Over the past twenty years, the Joseph Plaskett and the Nancy Petry Foundations have supported emerging Canadian painters by giving them the opportunity to live, create artwork and/or travel overseas. To see the variety of projects, residencies and experiences that were made possible with these awards, please take a look at the testimonials below.

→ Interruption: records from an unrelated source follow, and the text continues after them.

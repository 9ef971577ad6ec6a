//! Birth-death generator construction.
//!
//! States count failed components: state 0 is all-working, state n is
//! all-failed. Failures move right (i → i+1), repairs move left
//! (i → i−1); no other transitions exist. The system is up in state i
//! iff n − i ≥ k.

use crate::model::{StandbyMode, SystemConfig};
use kn_math::DenseMatrix;
use serde::Serialize;

/// One directed transition of the birth-death diagram.
#[derive(Debug, Clone, Copy, PartialEq, Serialize)]
pub struct TransitionEdge {
    /// Source state (failed-component count).
    pub from: usize,
    /// Destination state.
    pub to: usize,
    /// Transition rate.
    pub rate: f64,
}

/// Rate matrix of the (n+1)-state birth-death chain.
///
/// Rows sum to zero and off-diagonal entries are non-negative. The
/// per-state failure/repair rates are kept alongside the dense matrix
/// so presentation layers can label diagram edges without reading the
/// matrix back.
#[derive(Debug, Clone, Serialize)]
pub struct Generator {
    n: u32,
    k: u32,
    /// Rate of i → i+1, indexed by i in 0..n.
    failure_rates: Vec<f64>,
    /// Rate of i → i−1, indexed by i−1 for i in 1..=n.
    repair_rates: Vec<f64>,
    matrix: DenseMatrix,
}

impl Generator {
    /// Build the generator for a validated configuration.
    pub fn build(config: &SystemConfig) -> Self {
        let n = config.n as usize;
        let lambda = config.failure_rate;
        let mu = config.repair_rate;

        let failure_rates: Vec<f64> = (0..n)
            .map(|i| {
                let working = (config.n - i as u32) as f64;
                match config.standby {
                    StandbyMode::Warm => working * lambda,
                    // Only the active units are powered; min(k, working)
                    // keeps degraded states failing toward state n.
                    StandbyMode::Cold => (config.k as f64).min(working) * lambda,
                }
            })
            .collect();

        let repair_rates: Vec<f64> = (1..=n)
            .map(|i| (i as u32).min(config.r) as f64 * mu)
            .collect();

        let dim = n + 1;
        let mut matrix = DenseMatrix::zeros(dim, dim);
        for i in 0..dim {
            let up = if i < n { failure_rates[i] } else { 0.0 };
            let down = if i > 0 { repair_rates[i - 1] } else { 0.0 };
            if i < n {
                matrix.set(i, i + 1, up);
            }
            if i > 0 {
                matrix.set(i, i - 1, down);
            }
            matrix.set(i, i, -(up + down));
        }

        Self {
            n: config.n,
            k: config.k,
            failure_rates,
            repair_rates,
            matrix,
        }
    }

    /// Number of states, n + 1.
    pub fn states(&self) -> usize {
        self.n as usize + 1
    }

    /// Whether the system is up with `failed` failed components.
    /// Counts beyond n have no working units left and report down.
    pub fn is_up(&self, failed: usize) -> bool {
        match (self.n as usize).checked_sub(failed) {
            Some(working) => working >= self.k as usize,
            None => false,
        }
    }

    /// Dense rate matrix.
    pub fn matrix(&self) -> &DenseMatrix {
        &self.matrix
    }

    /// Failure rate out of state i, zero for the all-failed state.
    pub fn failure_rate(&self, i: usize) -> f64 {
        self.failure_rates.get(i).copied().unwrap_or(0.0)
    }

    /// Repair rate out of state i, zero for the all-working state.
    pub fn repair_rate(&self, i: usize) -> f64 {
        if i == 0 {
            0.0
        } else {
            self.repair_rates.get(i - 1).copied().unwrap_or(0.0)
        }
    }

    /// Nonzero directed edges for diagram rendering.
    pub fn edges(&self) -> Vec<TransitionEdge> {
        let mut edges = Vec::with_capacity(2 * self.n as usize);
        for (i, &rate) in self.failure_rates.iter().enumerate() {
            if rate > 0.0 {
                edges.push(TransitionEdge {
                    from: i,
                    to: i + 1,
                    rate,
                });
            }
        }
        for (idx, &rate) in self.repair_rates.iter().enumerate() {
            if rate > 0.0 {
                edges.push(TransitionEdge {
                    from: idx + 1,
                    to: idx,
                    rate,
                });
            }
        }
        edges
    }
}

#[cfg(test)]
mod tests {
    use super::*;
    use crate::model::{StandbyMode, SystemConfig};

    fn config(standby: StandbyMode) -> SystemConfig {
        SystemConfig {
            failure_rate: 0.1,
            repair_rate: 1.0,
            n: 4,
            k: 2,
            r: 2,
            standby,
        }
    }

    #[test]
    fn warm_failure_rates_scale_with_working_units() {
        let gen = Generator::build(&config(StandbyMode::Warm));
        assert_eq!(gen.failure_rate(0), 4.0 * 0.1);
        assert_eq!(gen.failure_rate(1), 3.0 * 0.1);
        assert_eq!(gen.failure_rate(3), 1.0 * 0.1);
        assert_eq!(gen.failure_rate(4), 0.0);
    }

    #[test]
    fn cold_failure_rates_cap_at_threshold() {
        let gen = Generator::build(&config(StandbyMode::Cold));
        // k = 2 active units regardless of spares.
        assert_eq!(gen.failure_rate(0), 2.0 * 0.1);
        assert_eq!(gen.failure_rate(1), 2.0 * 0.1);
        assert_eq!(gen.failure_rate(2), 2.0 * 0.1);
        // Below threshold only the survivors can fail.
        assert_eq!(gen.failure_rate(3), 1.0 * 0.1);
        assert_eq!(gen.failure_rate(4), 0.0);
    }

    #[test]
    fn repair_rates_cap_at_repairman_count() {
        let gen = Generator::build(&config(StandbyMode::Warm));
        assert_eq!(gen.repair_rate(0), 0.0);
        assert_eq!(gen.repair_rate(1), 1.0);
        assert_eq!(gen.repair_rate(2), 2.0);
        assert_eq!(gen.repair_rate(3), 2.0);
        assert_eq!(gen.repair_rate(4), 2.0);
    }

    #[test]
    fn rows_sum_to_zero_and_off_diagonals_non_negative() {
        for standby in [StandbyMode::Warm, StandbyMode::Cold] {
            let gen = Generator::build(&config(standby));
            let m = gen.matrix();
            for i in 0..gen.states() {
                let row_sum: f64 = m.row(i).iter().sum();
                assert!(row_sum.abs() < 1e-12, "row {i} sums to {row_sum}");
                for j in 0..gen.states() {
                    if i != j {
                        assert!(m.get(i, j) >= 0.0);
                        if j != i + 1 && j + 1 != i {
                            assert_eq!(m.get(i, j), 0.0, "non-adjacent rate at ({i},{j})");
                        }
                    }
                }
            }
        }
    }

    #[test]
    fn up_states_match_threshold() {
        let gen = Generator::build(&config(StandbyMode::Warm));
        assert!(gen.is_up(0));
        assert!(gen.is_up(2));
        assert!(!gen.is_up(3));
        assert!(!gen.is_up(4));
    }

    #[test]
    fn is_up_reports_down_beyond_state_count() {
        let gen = Generator::build(&config(StandbyMode::Warm));
        assert!(!gen.is_up(5));
        assert!(!gen.is_up(usize::MAX));
    }

    #[test]
    fn edges_cover_all_nonzero_transitions() {
        let gen = Generator::build(&config(StandbyMode::Warm));
        let edges = gen.edges();
        // 4 failure edges + 4 repair edges for n = 4.
        assert_eq!(edges.len(), 8);
        for edge in &edges {
            assert_eq!(gen.matrix().get(edge.from, edge.to), edge.rate);
            assert!(edge.rate > 0.0);
        }
    }
}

A big thank you to the award recipients for sharing these inspiring photos and words with us!
Michelle Peraza – 2022 Petry Award Recipient
I am incredibly honoured and humbled to have joined the list of incredible painters who have won the Nancy Petry Award. I am eternally grateful to Nancy Petry and the Petry and Plaskett Foundations for their support and the opportunity I had to live, research, and paint in Spain. It has been transformative in ways I am only beginning to unpack.
Photo credit: Michelle Peraza
Spending most of my time in Madrid, I was also able to travel to Bilbao, Burgos, Zaragoza, Teruel, Valencia, Barcelona, and Sevilla. Beginning my journey at the Guggenheim Museum Bilbao, I went on to visit countless other museums, basilicas, and cathedrals, and most importantly for my research, visited the Prado Museum several times.
As a Canadian LatinX visual artist exploring the complexity of the contemporary LatinX experience and the role of painting itself in promulgating colonial ideas, my trip to Spain was incredibly fruitful.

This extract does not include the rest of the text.